# Bigfoot Killer karte



## CyberLotus (26. März 2011)

Hi,
wollte mal wissen, ob sich die Bigfoot karten lohnen, wenn bei welchem sys, und welche der Karten??

THX


----------



## skyw8lk3r (27. März 2011)

Benutz mal die such funktion


----------



## iRaptor (27. März 2011)

Die lohnen sich überhaupt nicht.
Nur für Pro-Gamer wo es auf jede Milli-(Nano?) Sekunde ankommt.

Lg


----------



## CyberLotus (27. März 2011)

Nutze die iPhone App, die Suchfunktion geht da iwie net, da zeigt der alles mögliche an.
Ansonsten danke
Dachte nr mir eine zuhohlen zum neuen PC im Juni, da ich von meiner Netzverbindung und meinem PC aus locker CoD und Skype gleichzeitig laufen lassen könnte, gestern aber alle Gameserver nen Ping von über 1400 hatten und ich meinen Mitspieler net verstehen konnte, was aber am vortag funktioniert hatte


----------



## Jimini (27. März 2011)

Es bringt meist wesentlich mehr, seine Netzwerkverbindung zu optimieren. Das gesparte Geld kannst du an anderer Stelle wesentlich sinnvoller investieren (Festplatte, Arbeitsspeicher...).

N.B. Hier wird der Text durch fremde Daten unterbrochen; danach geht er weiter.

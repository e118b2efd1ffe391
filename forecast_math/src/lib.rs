//! # Forecast Math
//!
//! Numerical building blocks for the price forecasting pipeline.
//! This crate has no I/O: it splits ordered rows chronologically, fits an
//! ordinary least squares model and scores predictions against actuals.

use thiserror::Error;

pub mod metrics;
pub mod regression;
pub mod split;

pub use metrics::RegressionMetrics;
pub use regression::LinearModel;

/// Errors that can occur in regression and metric calculations
#[derive(Error, Debug, Clone, PartialEq)]
pub enum MathError {
    #[error("Insufficient data for calculation: {0}")]
    InsufficientData(String),

    #[error("Invalid input: {0}")]
    InvalidInput(String),

    #[error("Singular design matrix: {0}")]
    SingularMatrix(String),

    #[error("Degenerate input: {0}")]
    DegenerateInput(String),

    #[error("Division by zero: {0}")]
    DivisionByZero(String),
}

/// Result type for forecast math operations
pub type Result<T> = std::result::Result<T, MathError>;
use forecast_pipeline::pipeline::run_evaluation;
use forecast_pipeline::PipelineConfig;
use log::error;
use std::process::ExitCode;

fn main() -> ExitCode {
    env_logger::Builder::from_env(env_logger::Env::default().default_filter_or("info")).init();

    let config = PipelineConfig::default();
    match run_evaluation(&config) {
        Ok(_) => {
            println!("Evaluation saved successfully!");
            println!("File: {}", config.evaluation_path().display());
            ExitCode::SUCCESS
        }
        Err(e) => {
            error!("Evaluation failed: {}", e);
            ExitCode::FAILURE
        }
    }
}
//! # Forecast Pipeline
//!
//! Linear-regression stock price forecasting over lag features.
//!
//! ## Stages
//!
//! - Load the processed CSV (`Date` plus numeric lag-feature columns)
//! - Select the feature columns, in coefficient order, and the target
//! - Split chronologically, fit ordinary least squares on the leading block
//! - Score the train and test blocks (MAE, RMSE, R²)
//! - Predict every row and write `predictions.csv`
//! - Re-read the predictions and report tolerance-band accuracy
//!
//! ## Quick Start
//!
//! ```no_run
//! use forecast_pipeline::{pipeline, PipelineConfig};
//!
//! let config = PipelineConfig::default();
//! let (training, summary) = pipeline::run(&config)?;
//!
//! println!("Test MAE: {:.2}", training.outcome.test_metrics.mae);
//! println!("Full-dataset RMSE: {:.2}", summary.rmse);
//! # Ok::<(), forecast_pipeline::PipelineError>(())
//! ```

pub mod config;
pub mod data;
pub mod error;
pub mod evaluate;
pub mod features;
pub mod pipeline;
pub mod predict;
pub mod report;
pub mod training;

// Re-export commonly used types
pub use crate::config::PipelineConfig;
pub use crate::data::{DataLoader, Dataset};
pub use crate::error::{PipelineError, Result};
pub use crate::evaluate::EvaluationSummary;
pub use crate::features::FeatureMatrix;
pub use crate::predict::{Partition, PredictionRecord};
pub use crate::training::{TrainedModel, TrainingOutcome};

// Version information
pub const VERSION: &str = env!("CARGO_PKG_VERSION");
pub const NAME: &str = env!("CARGO_PKG_NAME");
//! Ordinary least squares linear regression
//!
//! The intercept is handled by centering: subtract the column means from the
//! features and the mean from the target, solve the centered problem, then
//! recover `intercept = mean(y) - mean(x) . beta`. The centered system is
//! solved with a singular value decomposition, which stays stable when the
//! normal equations would be badly conditioned.

use crate::{MathError, Result};
use log::debug;
use nalgebra::{DMatrix, DVector};
use serde::Serialize;

/// Singular values below `RANK_TOLERANCE * largest` count as zero
pub const RANK_TOLERANCE: f64 = 1e-10;

/// Fitted linear model: `y = x . coefficients + intercept`
#[derive(Debug, Clone, PartialEq, Serialize)]
pub struct LinearModel {
    coefficients: Vec<f64>,
    intercept: f64,
}

impl LinearModel {
    /// Create a model from known parameters
    pub fn new(coefficients: Vec<f64>, intercept: f64) -> Self {
        Self {
            coefficients,
            intercept,
        }
    }

    /// Coefficients, positionally aligned with the feature columns used to fit
    pub fn coefficients(&self) -> &[f64] {
        &self.coefficients
    }

    /// Intercept term
    pub fn intercept(&self) -> f64 {
        self.intercept
    }

    /// Number of features the model expects per row
    pub fn n_features(&self) -> usize {
        self.coefficients.len()
    }

    /// Predict a single row
    pub fn predict_row(&self, row: &[f64]) -> Result<f64> {
        if row.len() != self.coefficients.len() {
            return Err(MathError::InvalidInput(format!(
                "Expected {} features per row, got {}",
                self.coefficients.len(),
                row.len()
            )));
        }

        Ok(row
            .iter()
            .zip(&self.coefficients)
            .map(|(x, b)| x * b)
            .sum::<f64>()
            + self.intercept)
    }

    /// Predict every row of a feature matrix
    pub fn predict<R: AsRef<[f64]>>(&self, rows: &[R]) -> Result<Vec<f64>> {
        rows.iter().map(|row| self.predict_row(row.as_ref())).collect()
    }
}

/// Fit an OLS model with intercept on `rows` (one feature vector per row)
/// against `targets`.
pub fn fit<R: AsRef<[f64]>>(rows: &[R], targets: &[f64]) -> Result<LinearModel> {
    if rows.len() != targets.len() {
        return Err(MathError::InvalidInput(format!(
            "Feature rows ({}) and targets ({}) differ in length",
            rows.len(),
            targets.len()
        )));
    }

    let n_features = match rows.first() {
        Some(row) => row.as_ref().len(),
        None => {
            return Err(MathError::InsufficientData(
                "Cannot fit a model on zero rows".to_string(),
            ))
        }
    };

    if n_features == 0 {
        return Err(MathError::InvalidInput(
            "Feature rows must contain at least one column".to_string(),
        ));
    }

    if let Some((idx, row)) = rows
        .iter()
        .enumerate()
        .find(|(_, row)| row.as_ref().len() != n_features)
    {
        return Err(MathError::InvalidInput(format!(
            "Row {} has {} features, expected {}",
            idx,
            row.as_ref().len(),
            n_features
        )));
    }

    let n = rows.len();
    if n < n_features + 1 {
        return Err(MathError::InsufficientData(format!(
            "Need at least {} rows to fit {} features and an intercept, got {}",
            n_features + 1,
            n_features,
            n
        )));
    }

    if rows
        .iter()
        .flat_map(|row| row.as_ref().iter())
        .chain(targets.iter())
        .any(|v| !v.is_finite())
    {
        return Err(MathError::InvalidInput(
            "Features and targets must be finite".to_string(),
        ));
    }

    let x_means: Vec<f64> = (0..n_features)
        .map(|j| rows.iter().map(|row| row.as_ref()[j]).sum::<f64>() / n as f64)
        .collect();
    let y_mean = targets.iter().sum::<f64>() / n as f64;

    let centered_x = DMatrix::from_fn(n, n_features, |i, j| rows[i].as_ref()[j] - x_means[j]);
    let centered_y = DVector::from_iterator(n, targets.iter().map(|y| y - y_mean));

    let svd = centered_x.svd(true, true);
    let largest = svd.singular_values.max();
    let eps = RANK_TOLERANCE * largest;
    let rank = if largest > 0.0 { svd.rank(eps) } else { 0 };

    debug!(
        "OLS fit on {} rows x {} features, singular values {:?}",
        n,
        n_features,
        svd.singular_values.as_slice()
    );

    if rank < n_features {
        return Err(MathError::SingularMatrix(format!(
            "Centered feature matrix has rank {} but {} features; columns are collinear or constant",
            rank, n_features
        )));
    }

    let beta = svd
        .solve(&centered_y, eps)
        .map_err(|e| MathError::SingularMatrix(e.to_string()))?;

    let coefficients: Vec<f64> = beta.iter().copied().collect();
    let intercept = y_mean
        - x_means
            .iter()
            .zip(&coefficients)
            .map(|(m, b)| m * b)
            .sum::<f64>();

    Ok(LinearModel {
        coefficients,
        intercept,
    })
}
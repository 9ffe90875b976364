//! Metadata-only replay inspection.

use std::path::{Path, PathBuf};

use rewind_core::GameFlavor;

use crate::error::ReplayError;
use crate::reader::ReplayReader;

/// Summary of a replay file.
#[derive(Clone, Debug, PartialEq, Eq)]
pub struct ReplayInfo {
    /// Format version.
    pub version: u8,
    /// `ms` of the first frame in the file (the newest), even if that
    /// frame would be skipped on load.
    pub time: i32,
    /// Sum of every frame's `delta_ms`, negative deltas included.
    pub elapsed_time: i64,
    /// Frame count from the header.
    pub frame_count: i32,
    /// Where the file was read from.
    pub replay_path: PathBuf,
    /// Mission name from the header.
    pub replay_mission: String,
}

/// Inspect a replay on disk without building a frame store.
///
/// The game tag is not checked.
pub fn analyze(
    path: impl AsRef<Path>,
    flavor: GameFlavor,
    legacy_limit: usize,
) -> Result<ReplayInfo, ReplayError> {
    let path = path.as_ref();
    let reader = ReplayReader::open(path, flavor, legacy_limit)?;
    summarize(reader, path.to_path_buf())
}

/// Inspect a replay held in memory.
pub fn analyze_bytes(
    bytes: Vec<u8>,
    flavor: GameFlavor,
    legacy_limit: usize,
) -> Result<ReplayInfo, ReplayError> {
    let reader = ReplayReader::from_bytes(bytes, flavor, legacy_limit)?;
    summarize(reader, PathBuf::new())
}

fn summarize(mut reader: ReplayReader, replay_path: PathBuf) -> Result<ReplayInfo, ReplayError> {
    let header = reader.header().clone();
    let mut time = 0;
    let mut elapsed_time = 0i64;
    let mut first = true;
    while let Some(frame) = reader.next_frame()? {
        if first {
            time = frame.ms;
            first = false;
        }
        elapsed_time += i64::from(frame.delta_ms);
    }
    log::debug!(
        "analyzed {}: v{}, {} frames, {elapsed_time} ms",
        replay_path.display(),
        header.version,
        header.frame_count
    );
    Ok(ReplayInfo {
        version: header.version,
        time,
        elapsed_time,
        frame_count: header.frame_count,
        replay_path,
        replay_mission: header.mission,
    })
}
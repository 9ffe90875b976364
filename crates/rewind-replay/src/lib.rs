//! Replay file format for the rewind engine.
//!
//! Reads every historical version of the `.rwx` replay format and writes
//! the current one for each game build.
//!
//! # Architecture
//!
//! - [`MemoryStream`] is the little-endian byte codec both sides use
//! - [`schema`] holds the single field table that drives encode and decode
//! - [`ReplayReader`] inflates a file and yields frames newest-first
//! - [`ReplayWriter`] encodes and compresses a frame list
//! - [`analyze`] summarizes a file without keeping its frames
//!
//! # Format
//!
//! ```text
//! [VERSION u8] [UNCOMPRESSED SIZE u32 (v3+)] [zlib (v2+):
//!     [FRAME COUNT i32] [MISSION (v4+)] [GAME (v10+)]
//!     [Frame N] [Frame N-1] ... [Frame 1]
//! ]
//! ```

#![deny(missing_docs)]
#![deny(rustdoc::broken_intra_doc_links)]
#![forbid(unsafe_code)]

pub mod error;
pub mod info;
pub mod legacy;
pub mod reader;
pub mod schema;
pub mod stream;
pub mod writer;

pub use error::ReplayError;
pub use info::{analyze, analyze_bytes, ReplayInfo};
pub use reader::{FrameIter, ReplayHeader, ReplayReader};
pub use stream::MemoryStream;
pub use writer::ReplayWriter;

/// Mission name reported for files older than version 4.
pub const NULL_MISSION: &str = "[null]";

/// Inflate limit for files older than version 3, which do not store the
/// uncompressed size.
pub const LEGACY_UNCOMPRESSED_LIMIT: usize = 50 * 1024 * 1024;

/// Oldest format version this crate reads.
///
/// History:
/// - v1: raw payload, text lists
/// - v2: zlib payload
/// - v3: uncompressed size in the container
/// - v4: mission name
/// - v5: trapdoor directions and timers
/// - v6: trapdoor positions
/// - v7: binary vectors replace text lists
/// - v8: teleport delay and destination (MBP)
/// - v9: teleport counter (MBP)
/// - v10: game tag, two scratch integers per frame
/// - v11: rewindable binding states (current MBG)
/// - v12: easter egg state (current MBP)
pub const MIN_VERSION: u8 = 1;

/// Newest format version this crate reads.
pub const MAX_VERSION: u8 = 12;
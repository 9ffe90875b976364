//! Ordered registry of rewindable bindings.

use indexmap::IndexMap;

use crate::binding::RewindableBinding;
use crate::id::BindingKind;

/// All bindings known to a session, keyed by namespace.
///
/// Iteration follows registration order, which is also the order in which
/// variable-binding states are captured into and restored from a
/// [`Frame`](crate::frame::Frame). Re-registering a namespace replaces the
/// binding in place and keeps its position.
#[derive(Clone, Debug, Default)]
pub struct BindingRegistry {
    bindings: IndexMap<String, RewindableBinding>,
}

impl BindingRegistry {
    /// Create an empty registry.
    pub fn new() -> Self {
        Self::default()
    }

    /// Register a binding. Returns the binding it replaced, if any.
    pub fn register(&mut self, binding: RewindableBinding) -> Option<RewindableBinding> {
        let namespace = binding.namespace().to_string();
        let previous = self.bindings.insert(namespace, binding);
        if let Some(prev) = &previous {
            log::warn!(
                "rewindable binding {} registered twice, replacing",
                prev.namespace()
            );
        }
        previous
    }

    /// Remove a binding, preserving the order of the rest.
    pub fn unregister(&mut self, namespace: &str) -> Option<RewindableBinding> {
        self.bindings.shift_remove(namespace)
    }

    /// Look up a binding by namespace.
    pub fn get(&self, namespace: &str) -> Option<&RewindableBinding> {
        self.bindings.get(namespace)
    }

    /// Number of registered bindings.
    pub fn len(&self) -> usize {
        self.bindings.len()
    }

    /// True if nothing is registered.
    pub fn is_empty(&self) -> bool {
        self.bindings.is_empty()
    }

    /// All bindings in registration order.
    pub fn iter(&self) -> impl Iterator<Item = &RewindableBinding> {
        self.bindings.values()
    }

    /// Variable bindings in registration order.
    pub fn variables(&self) -> impl Iterator<Item = &RewindableBinding> {
        self.iter().filter(|b| b.kind() == BindingKind::Variable)
    }

    /// Scene-object bindings in registration order.
    pub fn scene_objects(&self) -> impl Iterator<Item = &RewindableBinding> {
        self.iter().filter(|b| b.kind() == BindingKind::SceneObject)
    }

    /// Scene-object bindings attached to objects of `datablock`.
    pub fn matching<'a>(
        &'a self,
        datablock: &'a str,
    ) -> impl Iterator<Item = &'a RewindableBinding> + 'a {
        self.scene_objects().filter(move |b| b.namespace() == datablock)
    }
}
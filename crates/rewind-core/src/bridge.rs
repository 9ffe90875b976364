//! The string-marshaling boundary to the host's script runtime.
//!
//! Everything the engine asks of game scripts goes through
//! [`ScriptBridge`]: arguments are already rendered to strings and results
//! come back as strings. Typed conversion lives in
//! [`StateValue`](crate::value::StateValue), so nothing above this trait
//! builds argument strings by hand.

use crate::error::BridgeError;
use crate::id::EntityId;

/// Calls into the host's script runtime.
///
/// All methods take `&mut self` for calls because script code may mutate
/// arbitrary game state.
pub trait ScriptBridge {
    /// Invoke `namespace::method(args...)` and return its result.
    ///
    /// Fails with [`BridgeError::UnresolvedMethod`] if the method is not
    /// defined for that namespace.
    fn call_namespaced(
        &mut self,
        namespace: &str,
        method: &str,
        args: &[&str],
    ) -> Result<String, BridgeError>;

    /// Invoke a free script function.
    fn call_function(&mut self, name: &str, args: &[&str]) -> Result<String, BridgeError>;

    /// Invoke a method on a live object (`%obj.method(args...)`).
    fn call_method(
        &mut self,
        object: EntityId,
        method: &str,
        args: &[&str],
    ) -> Result<String, BridgeError>;

    /// Read a global script variable. Undefined variables read as `""`.
    fn variable(&self, name: &str) -> String;

    /// Write a global script variable.
    fn set_variable(&mut self, name: &str, value: &str);
}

Wenn du postest, wie deine Anbindung aussieht und was genau nicht funktioniert, kannst du dir die Bigfoot noch sicherer sparen 

MfG Jimini


----------



## >ExX< (27. März 2011)

Also manchmal hört man wie hier, die würden so gut wie gar nichts bringen, manche sagen es würde sich auf jeden Fall lohnen solch eine Karte da der Ping konstant bleibt und man Problemlos zocken + skypen kann.


----------



## Jimini (27. März 2011)

Ja, aber das ist wohl sowas wie die Frage, ob man seine HiFi-Anlage mit vergoldeten Oehlbach-Kabeln verkabelt oder Standardkabel von Hama nimmt. Es gibt welche, die den Unterschied merken und heraushören, die überragende Mehrheit aber wäre besser bedient, das Geld in einen neuen Tieftöner zu investieren 

Es hängt immer vom verwendeten System und natürlich der Netzwerkverbindung ab. Wenn man via WLAN über einen 20m entfernten Access Point durch fünf Stahlbetonwände hindurch online geht, wird einem die Bigfoot kaum etwas bringen. Wenns bei einer 16MBit-Anbindung bei Skype und einem beliebigen Onlinespiel laggt, wird die Bigfoot auch hier kaum etwas reißen können.

MfG Jimini


----------



## >ExX< (27. März 2011)

Jimini schrieb:


> Ja, aber das ist wohl sowas wie die Frage, ob man seine HiFi-Anlage mit vergoldeten Oehlbach-Kabeln verkabelt oder Standardkabel von Hama nimmt. Es gibt welche, die den Unterschied merken und heraushören, die überragende Mehrheit aber wäre besser bedient, das Geld in einen neuen Tieftöner zu investieren
> 
> Es hängt immer vom verwendeten System und natürlich der Netzwerkverbindung ab. Wenn man via WLAN über einen 20m entfernten Access Point durch fünf Stahlbetonwände hindurch online geht, wird einem die Bigfoot kaum etwas bringen. Wenns bei einer 16MBit-Anbindung bei Skype und einem beliebigen Onlinespiel laggt, wird die Bigfoot auch hier kaum etwas reißen können.
> 
> MfG Jimini


 
Sorry für OT, aber ich habe mal irgendwo ein Kabeltest gesehen, wo 10€ billigkabel gegen 1000€ Premium Kabel mit allem drum und dran getestet wurde.
Und die Leitfähigkeit und die ganzen anderen Parameter waren gleich.
Also ein nicht messbarer Unterschied, und das kann man raushören?


----------



## KILLTHIS (27. März 2011)

Ich habe gegenwärtig folgendes System:

Intel Core i7 2600
8GB DDR3-1333
ASUS HD6950 DirectCU
Corsair Nova V64

In Verbindung mit einer Bigfoot Killer 2100. (Nicht wundern, mein Sysprofile ist nicht ganz aktuell)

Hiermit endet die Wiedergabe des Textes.